I looked up FL on Wikipedia for the first time since my diagnosis since it was VERY discouraging when I first read the numbers. BUT, to my surprise it looks like someone put it some effort lately to include a lot more updated info that discusses different prognostic factors and more hope for us FL patients!
Hi Bob,
ReplyDeleteI’m so glad I found your blog. I was diagnosed with FL in 2015 at 36 years old. I went thru chemo and have been in remission since January of 2016. However, my life was turned upside down and inside out when I got sick. It’s been 7 years and I still haven’t been able to find a new normal that works for me. It’s a challenge to say the least.
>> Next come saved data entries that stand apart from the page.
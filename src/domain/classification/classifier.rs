//! Package classifier trait

use async_trait::async_trait;
use std::fmt::Debug;

use super::entity::{PackageRecord, Verdict};
use crate::domain::DomainError;

/// Final classification call: snippet plus evidence context in, verdict out
#[async_trait]
pub trait PackageClassifier: Send + Sync + Debug {
    /// Classify a package. Malformed model output is not an error; only a
    /// failed backend call is.
    async fn classify(
        &self,
        package: &PackageRecord,
        snippet: &str,
        context: &str,
        evidence: &str,
    ) -> Result<Verdict, DomainError>;

    /// Get the classifier name
    fn classifier_name(&self) -> &'static str;
}

#[cfg(test)]
pub mod mock {
    use std::collections::HashMap;
    use std::sync::Mutex;

    use super::*;

    /// Records the contexts it was given; verdicts keyed by package name
    #[derive(Debug, Default)]
    pub struct MockPackageClassifier {
        verdicts: HashMap<String, bool>,
        failing: HashMap<String, String>,
        contexts: Mutex<Vec<(String, String)>>,
    }

    impl MockPackageClassifier {
        pub fn new() -> Self {
            Self::default()
        }

        pub fn with_verdict(mut self, package: impl Into<String>, prediction: bool) -> Self {
            self.verdicts.insert(package.into(), prediction);
            self
        }

        pub fn failing_for(mut self, package: impl Into<String>, error: impl Into<String>) -> Self {
            self.failing.insert(package.into(), error.into());
            self
        }

        /// (package, context) pairs seen so far
        pub fn contexts(&self) -> Vec<(String, String)> {
            self.contexts.lock().unwrap().clone()
        }
    }

    #[async_trait]
    impl PackageClassifier for MockPackageClassifier {
        async fn classify(
            &self,
            package: &PackageRecord,
            _snippet: &str,
            context: &str,
            _evidence: &str,
        ) -> Result<Verdict, DomainError> {
            if let Some(error) = self.failing.get(&package.package_name) {
                return Err(DomainError::provider("mock_classifier", error));
            }

            self.contexts
                .lock()
                .unwrap()
                .push((package.package_name.clone(), context.to_string()));

            let prediction = self
                .verdicts
                .get(&package.package_name)
                .copied()
                .unwrap_or(false);

            Ok(Verdict::new(prediction, "Mock explanation."))
        }

        fn classifier_name(&self) -> &'static str {
            "mock"
        }
    }
}
//! Results persistence

use std::collections::HashSet;
use std::fmt;

use async_trait::async_trait;

use crate::domain::classification::ClassificationRecord;
use crate::domain::error::DomainError;

#[cfg(test)]
use mockall::automock;

/// Append-only store of classification records
#[cfg_attr(test, automock)]
#[async_trait]
pub trait ResultsRepository: Send + Sync {
    /// Names of packages that already have a record
    async fn classified_packages(&self) -> Result<HashSet<String>, DomainError>;

    /// Appends one record
    async fn append(&self, record: &ClassificationRecord) -> Result<(), DomainError>;

    /// Reads every record back, in write order
    async fn load_all(&self) -> Result<Vec<ClassificationRecord>, DomainError>;
}

impl fmt::Debug for dyn ResultsRepository {
    fn fmt(&self, f: &mut fmt::Formatter<'_>) -> fmt::Result {
        f.write_str("ResultsRepository")
    }
}
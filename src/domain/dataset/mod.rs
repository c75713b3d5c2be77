//! Labeled test-set loading

mod snippet;

use async_trait::async_trait;
use std::fmt::Debug;

use crate::domain::classification::PackageRecord;
use crate::domain::DomainError;

pub use snippet::SnippetPolicy;

#[cfg(test)]
pub use mock::MockDatasetSource;

/// Source of the labeled packages to classify, in processing order
#[async_trait]
pub trait DatasetSource: Send + Sync + Debug {
    async fn load(&self) -> Result<Vec<PackageRecord>, DomainError>;
}

#[cfg(test)]
pub mod mock {
    use super::*;

    /// Returns a fixed list of packages in the given order
    #[derive(Debug, Default)]
    pub struct MockDatasetSource {
        records: Vec<PackageRecord>,
        error: Option<String>,
    }

    impl MockDatasetSource {
        pub fn new(records: Vec<PackageRecord>) -> Self {
            Self {
                records,
                error: None,
            }
        }

        pub fn with_error(mut self, error: impl Into<String>) -> Self {
            self.error = Some(error.into());
            self
        }
    }

    #[async_trait]
    impl DatasetSource for MockDatasetSource {
        async fn load(&self) -> Result<Vec<PackageRecord>, DomainError> {
            if let Some(ref error) = self.error {
                return Err(DomainError::dataset(error));
            }
            Ok(self.records.clone())
        }
    }
}
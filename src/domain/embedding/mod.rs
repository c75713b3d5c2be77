//! Embedding provider domain trait

mod provider;

pub use provider::EmbeddingProvider;

#[cfg(test)]
pub use provider::mock::MockEmbeddingProvider;
//! Classification prompt and verdict schema

use serde_json::{json, Value};

use super::entity::PackageRecord;
use crate::domain::llm::Message;

/// Schema name sent with classification requests
pub const VERDICT_SCHEMA_NAME: &str = "python_package_classification_schema";

/// Which classification prompt to send
#[derive(Debug, Clone, Copy, PartialEq, Eq, Default)]
pub enum PromptVariant {
    /// Snippet plus retrieved evidence
    #[default]
    Evidence,
    /// Snippet only, no retrieval
    ZeroShot,
}

impl PromptVariant {
    pub fn messages(
        self,
        package: &PackageRecord,
        snippet: &str,
        context: &str,
        evidence: &str,
    ) -> Vec<Message> {
        match self {
            Self::Evidence => classification_messages(package, snippet, context, evidence),
            Self::ZeroShot => zero_shot_messages(package, snippet),
        }
    }
}

fn file_list_json(package: &PackageRecord) -> String {
    // serde_json cannot fail on a Vec<String>
    serde_json::to_string(&package.file_list).unwrap_or_else(|_| "[]".into())
}

/// Messages for one classification call.
///
/// `evidence` names what the context holds, e.g. "the YARA rule context".
pub fn classification_messages(
    package: &PackageRecord,
    snippet: &str,
    context: &str,
    evidence: &str,
) -> Vec<Message> {
    // serde_json cannot fail on a Vec<String>
    let files = serde_json::to_string_pretty(&package.file_list).unwrap_or_else(|_| "[]".into());

    let system = format!(
        "You are a cybersecurity expert analyzing potential malware in Python packages. \
Your task is to determine if a package is malicious or benign based on {evidence}.\n\n\
The Python package **{name}** contains the following files:\n{files}\n\n\
Use {evidence} to verify if the snippet from `setup.py` can cause the entire package \
to be detected as malicious. If no context is provided default to your internal knowledge.\n\n\
**If you don't know the answer, just say that you don't know.**",
        evidence = evidence,
        name = package.package_name,
        files = files,
    );

    vec![
        Message::system(system),
        Message::user(format!("code snippet:\n{}", snippet)),
        Message::user(format!("context:\n{}", context)),
    ]
}

/// Messages for a classification call without any evidence
pub fn zero_shot_messages(package: &PackageRecord, snippet: &str) -> Vec<Message> {
    let system = format!(
        "You are a cybersecurity expert analyzing potential malware in a Python package called {name}.\n\
You are provided with the names of the files in the package: {files}.\n\
Below is the beginning of the `setup.py` file.\n\n\
Your task:\n\
- Determine if the package is **Malicious (true) or Benign (false)**.\n\
- Provide a **brief explanation** (max 2 sentences) of why it is classified that way.",
        name = package.package_name,
        files = file_list_json(package),
    );

    vec![
        Message::system(system),
        Message::user(format!("file content: {}", snippet)),
    ]
}

/// Nested verdict schema; grammar backends receive it flattened
pub fn verdict_schema() -> Value {
    json!({
        "type": "object",
        "properties": {
            "filename": {
                "type": "string",
                "description": "The name of the package being classified"
            },
            "result": {
                "type": "object",
                "properties": {
                    "prediction": {
                        "type": "boolean",
                        "description": "Prediction of whether the package is Malicious or Benign"
                    },
                    "explanation": {
                        "type": "string",
                        "description": "A brief explanation of why the package is classified this way in two sentences"
                    }
                },
                "required": ["prediction", "explanation"],
                "additionalProperties": false
            }
        },
        "required": ["filename", "result"],
        "additionalProperties": false
    })
}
I’d love to be able to email you, to have at least one person, even virtually, in my life that understands a little bit of what I’m going through. Could you possibly reply with your email? If you’re not comfortable with that, I can reply with mine. Thanks!
Melissa
Hi Melissa.
ReplyDeleteI'm sorry to hear it's been tough going for you. I'm happy to listen. You can find my email address in my profile. Look under "contributers." Let me know if that doesn't work.
For people in need of psychological support the FB group Living With Follicular Lymphoma might meet some needs. Any venting that requires an acknowledgement that somebody can hear you, like "Tomorrow my CT results come", or "Sitting in the Dr's office, I'm scared", or "Just diagnosed, can't wrap my head around it" or "Starting chemo tomorrow, I'm scared" - gets an immediate and predictable response like "prayers", "you got this", "you'll be fine" etc. Sometimes there are meaningful posts like what side effects to expect from this or that treatment. 80-90% of the posts in the group probably fall into these 2 categories. Sometimes - rarely - people post something interesting like links to new studies.
ReplyDeleteThe group is international, US, Aus and Uk make the majority of posters so keep this in mind when reading about somebody hesitating whether to go for a trial R2+Venetoclax (for example), when he could just take R2 without a trial - well, he can't, because R2 is not available in Aus, Canada and several other places.